Commerzbank CEO Manfred Knof Is Set to Promise Higher Payouts, Profits

Commerzbank AG Chief Executive Officer Manfred Knof is likely to raise a key profitability goal when he unveils his next financial targets, as the German lender benefits from rising interest rates.

(Bloomberg) — Commerzbank AG Chief Executive Officer Manfred Knof is likely to raise a key profitability goal when he unveils his next financial targets, as the German lender benefits from rising interest rates.

Knof wants Commerzbank to aim for a return on tangible equity of more than 10% under the new plan, compared with the more than 7.3% that he has pledged for next year, according to people with knowledge of the matter. The lender is also considering increasing shareholder payouts as part of the new strategy, which is likely to cover the period after the current turnaround plan concludes at the end of 2024.

Commerzbank’s leadership is currently discussing the new plan and intends to formally adopt it in late September, the people said, asking not to be identified discussing the private information. No final decision has been made and the details as well as the timing may still change, they said. 

Commerzbank’s shares gained on the news, rising 3.4% at 2:14 p.m. in Frankfurt trading. A spokeswoman for the lender declined to comment.
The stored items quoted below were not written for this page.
#[cfg(test)]
mod tests {
    use super::*;

    fn parser(source: &str) -> Parser<'_> {
        Parser::new(source, ParserConfig::default())
    }

    #[test]
    fn test_open_tag_folds_into_leading_trivia() {
        let mut p = parser("<?php $a;");
        assert_eq!(p.current_kind(), TokenKind::Variable);
        let ff = p.take_leading();
        let values: Vec<_> = ff
            .get(Key::Start)
            .unwrap()
            .iter()
            .map(|t| (t.kind, t.value.as_str()))
            .collect();
        assert_eq!(values, [(TriviaKind::Token, "<?php ")]);
    }

    #[test]
    fn test_skip_carries_text_and_trivia_forward() {
        let mut p = parser("<?php foo /* c */ ( $a");
        p.skip();
        p.skip();
        assert_eq!(p.current_kind(), TokenKind::Variable);
        let ff = p.take_leading();
        let values: Vec<_> = ff
            .get(Key::Start)
            .unwrap()
            .iter()
            .map(|t| (t.kind, t.value.as_str()))
            .collect();
        assert_eq!(
            values,
            [
                (TriviaKind::Token, "<?php "),
                (TriviaKind::Token, "foo"),
                (TriviaKind::Whitespace, " "),
                (TriviaKind::Comment, "/* c */"),
                (TriviaKind::Whitespace, " "),
                (TriviaKind::Token, "("),
                (TriviaKind::Whitespace, " "),
            ]
        );
    }

    #[test]
    fn test_advance_leaves_unclaimed_trivia_for_next_token() {
        let mut p = parser("<?php a /* c */ b");
        let token = p.advance();
        assert!(token.free_floating.is_empty());
        p.recycle(token);
        let values: Vec<_> = p
            .take_leading()
            .get(Key::Start)
            .unwrap()
            .iter()
            .map(|t| t.value.clone())
            .collect();
        assert_eq!(values, ["<?php ", " ", "/* c */", " "]);
    }

    #[test]
    fn test_too_deep_reports_once_and_skips_group() {
        let mut p = parser("<?php (1, (2)) + 3; (4)");
        p.skip_too_deep(false);
        assert!(p.check(TokenKind::Semicolon));
        p.skip();
        p.skip_too_deep(false);
        assert!(p.check(TokenKind::Eof));
        let errors = p.into_errors();
        assert_eq!(errors.len(), 1);
        assert_eq!(errors[0].to_string(), "nesting too deep");
    }

    #[test]
    fn test_too_deep_statement_stops_after_block() {
        let mut p = parser("<?php if ($a) { b(); } c();");
        match p.skip_too_deep(true) {
            Node::Bad(bad) => assert!(bad.statement),
            other => panic!("expected Bad, got {}", other.type_name()),
        }
        assert_eq!(p.current_text(), "c");
    }

    #[test]
    fn test_finish_spans_consumed_tokens() {
        let mut p = parser("<?php foo bar");
        let start = p.start();
        p.skip();
        p.skip();
        assert_eq!(p.finish(start), Position::new(1, 1, 6, 13));
    }

    #[test]
    fn test_finish_without_progress_is_zero_width() {
        let mut p = parser("<?php a b");
        p.skip();
        let start = p.start();
        assert_eq!(p.finish(start), Position::new(1, 1, 8, 8));
    }

    #[test]
    fn test_terminate_records_semicolon() {
        let mut p = parser("<?php ;");
        let mut ff = Collection::new();
        p.terminate(&mut ff, "statement");
        let semi = ff.get(Key::SemiColon).unwrap();
        // `<?php ` then the terminator itself
        assert_eq!(semi.len(), 2);
        assert_eq!(semi[1].kind, TriviaKind::Token);
        assert_eq!(semi[1].value, ";");
        assert!(p.check(TokenKind::Eof));
    }

    #[test]
    fn test_terminate_accepts_close_tag() {
        let mut p = parser("<?php ?>\n");
        let mut ff = Collection::new();
        p.terminate(&mut ff, "statement");
        assert_eq!(ff.get(Key::PhpCloseTag).unwrap().last().unwrap().value, "?>\n");
        assert!(p.into_errors().is_empty());
    }

    #[test]
    fn test_terminate_reports_missing_semicolon() {
        let mut p = parser("<?php )");
        let mut ff = Collection::new();
        p.terminate(&mut ff, "echo");
        assert!(ff.is_empty());
        let errors = p.into_errors();
        assert_eq!(errors.len(), 1);
        assert_eq!(errors[0].to_string(), "expected ';' after echo");
    }

    #[test]
    fn test_parse_name_kinds() {
        let mut p = parser("<?php \\A\\B namespace\\C D\\E");
        assert!(matches!(p.parse_name(), Node::FullyQualified(n) if n.parts.len() == 2));
        assert!(matches!(p.parse_name(), Node::Relative(n) if n.parts[0].value == "C"));
        match p.parse_name() {
            Node::Name(n) => {
                assert_eq!(n.parts.len(), 2);
                assert_eq!(n.position, Position::new(1, 1, 23, 26));
            }
            other => panic!("expected Name, got {}", other.type_name()),
        }
    }

    #[test]
    fn test_parse_name_stops_before_group_brace() {
        let mut p = parser("<?php A\\B\\{");
        match p.parse_name() {
            Node::Name(n) => assert_eq!(n.parts.len(), 2),
            other => panic!("expected Name, got {}", other.type_name()),
        }
        assert!(p.check(TokenKind::Backslash));
    }

    #[test]
    fn test_php5_reports_nullable_type() {
        let mut p = Parser::new(
            "<?php ?int",
            ParserConfig {
                dialect: Dialect::Php5,
                ..ParserConfig::default()
            },
        );
        assert!(matches!(p.parse_type_hint(), Node::Nullable(_)));
        let errors = p.into_errors();
        assert_eq!(errors.len(), 2);
        assert!(errors
            .iter()
            .all(|e| matches!(e, ParseError::DialectFeature { .. })));
    }

    #[test]
    fn test_without_free_floating_collects_nothing() {
        let mut p = Parser::new(
            "<?php /* c */ ;",
            ParserConfig {
                with_free_floating: false,
                ..ParserConfig::default()
            },
        );
        assert!(p.take_leading().is_empty());
        let mut ff = Collection::new();
        p.terminate(&mut ff, "statement");
        assert!(ff.is_empty());
    }
}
A return of 10% means Knof would have to more than double profitability from last year, a challenge that would require a substantial jump in revenue and probably expense cuts. While Knof’s next plan will include additional savings as well as targeted investments, he doesn’t see the need for more sweeping changes after he embarked on steep cost reductions more than two years ago, the people familiar with the discussions said. 

Commerzbank, which is heavily dependent on retail and commercial banking, has been a key beneficiary of the European Central Bank interest rate increases, which have made lending more profitable across the region.

A 10% RoTE is possible, “should management utilize capital buffers and continue to divert capital to higher-yielding areas in the Corporate Clients division,” KBW analysts led by Thomas Hallett said in a research note last week. That and higher payouts would be “a marked shift from the endless restructuring seen over much of the last decade.”

Commerzbank has long been one of the least profitable banks in Europe, and it has also returned very little money to shareholders through dividends or buybacks since it was bailed out by the German government in the financial crisis.

“We’re working to update our strategy,” Knof said at the annual general meeting in May. “Our medium-term goal is to earn our cost of capital.”

Commerzbank has estimated that its cost of capital was 9.2% at the end of last year, and rising interest rates have since increased that cost, the people said. By comparison, Commerzbank only returned 4.9% on tangible equity last year.

Commerzbank earlier this year mandated the consulting firm Bain to support work on the new strategy, Bloomberg has reported. Potential ideas include winning wealth management mandates from existing business clients, getting more companies to use digital services, and selling more products linked to sustainability considerations, people familiar with the matter said at the time.